§ **WHAT YOU ARE ASKED TO DO**:
Make an exact copy of the listing below.

§ **EXTRACTED MATERIAL**:
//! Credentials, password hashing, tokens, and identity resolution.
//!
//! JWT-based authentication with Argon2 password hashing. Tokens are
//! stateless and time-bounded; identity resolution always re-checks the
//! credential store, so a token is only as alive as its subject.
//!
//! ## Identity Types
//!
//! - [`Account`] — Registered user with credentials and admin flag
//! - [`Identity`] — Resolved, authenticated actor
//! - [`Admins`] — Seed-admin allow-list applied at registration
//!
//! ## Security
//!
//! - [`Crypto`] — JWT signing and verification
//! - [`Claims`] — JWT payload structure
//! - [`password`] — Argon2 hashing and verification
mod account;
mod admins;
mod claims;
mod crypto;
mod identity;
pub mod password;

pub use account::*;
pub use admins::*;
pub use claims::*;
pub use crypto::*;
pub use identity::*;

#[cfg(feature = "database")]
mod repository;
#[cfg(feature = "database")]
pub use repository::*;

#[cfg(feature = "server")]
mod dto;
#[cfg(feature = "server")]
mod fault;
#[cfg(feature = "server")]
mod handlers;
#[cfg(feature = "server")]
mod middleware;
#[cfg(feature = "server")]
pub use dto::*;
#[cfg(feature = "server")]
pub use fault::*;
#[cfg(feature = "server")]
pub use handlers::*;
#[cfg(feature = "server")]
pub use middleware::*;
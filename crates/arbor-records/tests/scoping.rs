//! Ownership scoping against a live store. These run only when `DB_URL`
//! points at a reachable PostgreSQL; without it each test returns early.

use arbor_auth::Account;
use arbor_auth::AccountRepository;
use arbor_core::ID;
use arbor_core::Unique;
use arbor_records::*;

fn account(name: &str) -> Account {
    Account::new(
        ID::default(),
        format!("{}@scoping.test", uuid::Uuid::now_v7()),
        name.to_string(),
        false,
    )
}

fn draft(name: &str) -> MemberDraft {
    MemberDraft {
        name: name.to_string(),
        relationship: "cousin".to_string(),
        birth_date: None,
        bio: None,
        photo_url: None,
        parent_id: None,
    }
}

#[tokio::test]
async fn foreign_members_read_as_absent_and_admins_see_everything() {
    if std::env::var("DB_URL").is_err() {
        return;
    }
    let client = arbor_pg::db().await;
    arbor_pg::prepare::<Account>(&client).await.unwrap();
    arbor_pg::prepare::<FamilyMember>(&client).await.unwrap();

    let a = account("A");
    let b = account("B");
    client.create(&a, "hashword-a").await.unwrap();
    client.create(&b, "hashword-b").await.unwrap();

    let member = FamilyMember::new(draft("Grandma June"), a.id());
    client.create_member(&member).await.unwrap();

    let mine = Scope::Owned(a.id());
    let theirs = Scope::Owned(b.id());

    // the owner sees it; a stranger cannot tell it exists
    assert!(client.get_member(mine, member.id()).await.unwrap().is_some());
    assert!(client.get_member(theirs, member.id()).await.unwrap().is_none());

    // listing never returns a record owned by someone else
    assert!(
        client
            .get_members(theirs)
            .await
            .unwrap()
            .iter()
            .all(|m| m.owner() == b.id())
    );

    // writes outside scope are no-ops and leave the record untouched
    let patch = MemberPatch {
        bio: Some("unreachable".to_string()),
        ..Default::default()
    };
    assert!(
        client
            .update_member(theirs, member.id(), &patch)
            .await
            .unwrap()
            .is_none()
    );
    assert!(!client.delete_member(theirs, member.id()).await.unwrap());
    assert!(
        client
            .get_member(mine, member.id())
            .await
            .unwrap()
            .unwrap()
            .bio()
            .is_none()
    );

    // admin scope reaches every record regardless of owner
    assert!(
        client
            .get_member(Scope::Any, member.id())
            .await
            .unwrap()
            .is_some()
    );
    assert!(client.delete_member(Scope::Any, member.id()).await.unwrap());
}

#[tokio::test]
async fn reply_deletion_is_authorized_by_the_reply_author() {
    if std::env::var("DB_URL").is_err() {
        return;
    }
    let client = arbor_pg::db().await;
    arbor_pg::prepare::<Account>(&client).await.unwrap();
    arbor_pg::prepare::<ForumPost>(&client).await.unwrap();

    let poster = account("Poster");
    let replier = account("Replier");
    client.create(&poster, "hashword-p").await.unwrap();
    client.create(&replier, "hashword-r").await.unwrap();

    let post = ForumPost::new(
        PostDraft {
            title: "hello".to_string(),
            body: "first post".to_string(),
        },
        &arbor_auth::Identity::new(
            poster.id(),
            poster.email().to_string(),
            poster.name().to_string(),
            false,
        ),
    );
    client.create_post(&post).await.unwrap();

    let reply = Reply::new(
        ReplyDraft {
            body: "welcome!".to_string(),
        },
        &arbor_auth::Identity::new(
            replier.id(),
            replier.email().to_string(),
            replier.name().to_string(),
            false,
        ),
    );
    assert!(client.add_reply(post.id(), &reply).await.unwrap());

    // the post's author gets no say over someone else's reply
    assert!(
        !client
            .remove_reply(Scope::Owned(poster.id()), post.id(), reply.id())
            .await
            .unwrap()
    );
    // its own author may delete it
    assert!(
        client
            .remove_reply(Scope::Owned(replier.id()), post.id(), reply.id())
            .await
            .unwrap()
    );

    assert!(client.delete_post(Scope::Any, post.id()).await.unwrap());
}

§ **COMPLETED EXERCISE**:
//! Credentials, password hashing, tokens, and identity resolution.
//!
//! JWT-based authentication with Argon2 password hashing. Tokens are
//! stateless and time-bounded; identity resolution always re-checks the
//! credential store, so a token is only as alive as its subject.
//!
//! ## Identity Types
//!
//! - [`Account`] — Registered user with credentials and admin flag
//! - [`Identity`] — Resolved, authenticated actor
//! - [`Admins`] — Seed-admin allow-list applied at registration
//!
//! ## Security
//!
//! - [`Crypto`] — JWT signing and verification
//! - [`Claims`] — JWT payload structure
//! - [`password`] — Argon2 hashing and verification
mod account;
mod admins;
mod claims;
mod crypto;
mod identity;
pub mod password;

pub use account::*;
pub use admins::*;
pub use claims::*;
pub use crypto::*;
pub use identity::*;

#[cfg(feature = "database")]
mod repository;
#[cfg(feature = "database")]
pub use repository::*;

#[cfg(feature = "server")]
mod dto;
#[cfg(feature = "server")]
mod fault;
#[cfg(feature = "server")]
mod handlers;
#[cfg(feature = "server")]
mod middleware;
#[cfg(feature = "server")]
pub use dto::*;
#[cfg(feature = "server")]
pub use fault::*;
#[cfg(feature = "server")]
pub use handlers::*;
#[cfg(feature = "server")]
pub use middleware::*;
filename crates/arbor-records/tests/scoping.rs
//! Ownership scoping against a live store. These run only when `DB_URL`
//! points at a reachable PostgreSQL; without it each test returns early.

use arbor_auth::Account;
use arbor_auth::AccountRepository;
use arbor_core::ID;
use arbor_core::Unique;
use arbor_records::*;

fn account(name: &str) -> Account {
    Account::new(
        ID::default(),
        format!("{}@scoping.test", uuid::Uuid::now_v7()),
        name.to_string(),
        false,
    )
}

fn draft(name: &str) -> MemberDraft {
    MemberDraft {
        name: name.to_string(),
        relationship: "cousin".to_string(),
        birth_date: None,
        bio: None,
        photo_url: None,
        parent_id: None,
    }
}

#[tokio::test]
async fn foreign_members_read_as_absent_and_admins_see_everything() {
    if std::env::var("DB_URL").is_err() {
        return;
    }
    let client = arbor_pg::db().await;
    arbor_pg::prepare::<Account>(&client).await.unwrap();
    arbor_pg::prepare::<FamilyMember>(&client).await.unwrap();

    let a = account("A");
    let b = account("B");
    client.create(&a, "hashword-a").await.unwrap();
    client.create(&b, "hashword-b").await.unwrap();

    let member = FamilyMember::new(draft("Grandma June"), a.id());
    client.create_member(&member).await.unwrap();

    let mine = Scope::Owned(a.id());
    let theirs = Scope::Owned(b.id());

    // the owner sees it; a stranger cannot tell it exists
    assert!(client.get_member(mine, member.id()).await.unwrap().is_some());
    assert!(client.get_member(theirs, member.id()).await.unwrap().is_none());

    // listing never returns a record owned by someone else
    assert!(
        client
            .get_members(theirs)
            .await
            .unwrap()
            .iter()
            .all(|m| m.owner() == b.id())
    );

    // writes outside scope are no-ops and leave the record untouched
    let patch = MemberPatch {
        bio: Some("unreachable".to_string()),
        ..Default::default()
    };
    assert!(
        client
            .update_member(theirs, member.id(), &patch)
            .await
            .unwrap()
            .is_none()
    );
    assert!(!client.delete_member(theirs, member.id()).await.unwrap());
    assert!(
        client
            .get_member(mine, member.id())
            .await
            .unwrap()
            .unwrap()
            .bio()
            .is_none()
    );

    // admin scope reaches every record regardless of owner
    assert!(
        client
            .get_member(Scope::Any, member.id())
            .await
            .unwrap()
            .is_some()
    );
    assert!(client.delete_member(Scope::Any, member.id()).await.unwrap());
}

#[tokio::test]
async fn reply_deletion_is_authorized_by_the_reply_author() {
    if std::env::var("DB_URL").is_err() {
        return;
    }
    let client = arbor_pg::db().await;
    arbor_pg::prepare::<Account>(&client).await.unwrap();
    arbor_pg::prepare::<ForumPost>(&client).await.unwrap();

    let poster = account("Poster");
    let replier = account("Replier");
    client.create(&poster, "hashword-p").await.unwrap();
    client.create(&replier, "hashword-r").await.unwrap();

    let post = ForumPost::new(
        PostDraft {
            title: "hello".to_string(),
            body: "first post".to_string(),
        },
        &arbor_auth::Identity::new(
            poster.id(),
            poster.email().to_string(),
            poster.name().to_string(),
            false,
        ),
    );
    client.create_post(&post).await.unwrap();

    let reply = Reply::new(
        ReplyDraft {
            body: "welcome!".to_string(),
        },
        &arbor_auth::Identity::new(
            replier.id(),
            replier.email().to_string(),
            replier.name().to_string(),
            false,
        ),
    );
    assert!(client.add_reply(post.id(), &reply).await.unwrap());

    // the post's author gets no say over someone else's reply
    assert!(
        !client
            .remove_reply(Scope::Owned(poster.id()), post.id(), reply.id())
            .await
            .unwrap()
    );
    // its own author may delete it
    assert!(
        client
            .remove_reply(Scope::Owned(replier.id()), post.id(), reply.id())
            .await
            .unwrap()
    );

    assert!(client.delete_post(Scope::Any, post.id()).await.unwrap());
}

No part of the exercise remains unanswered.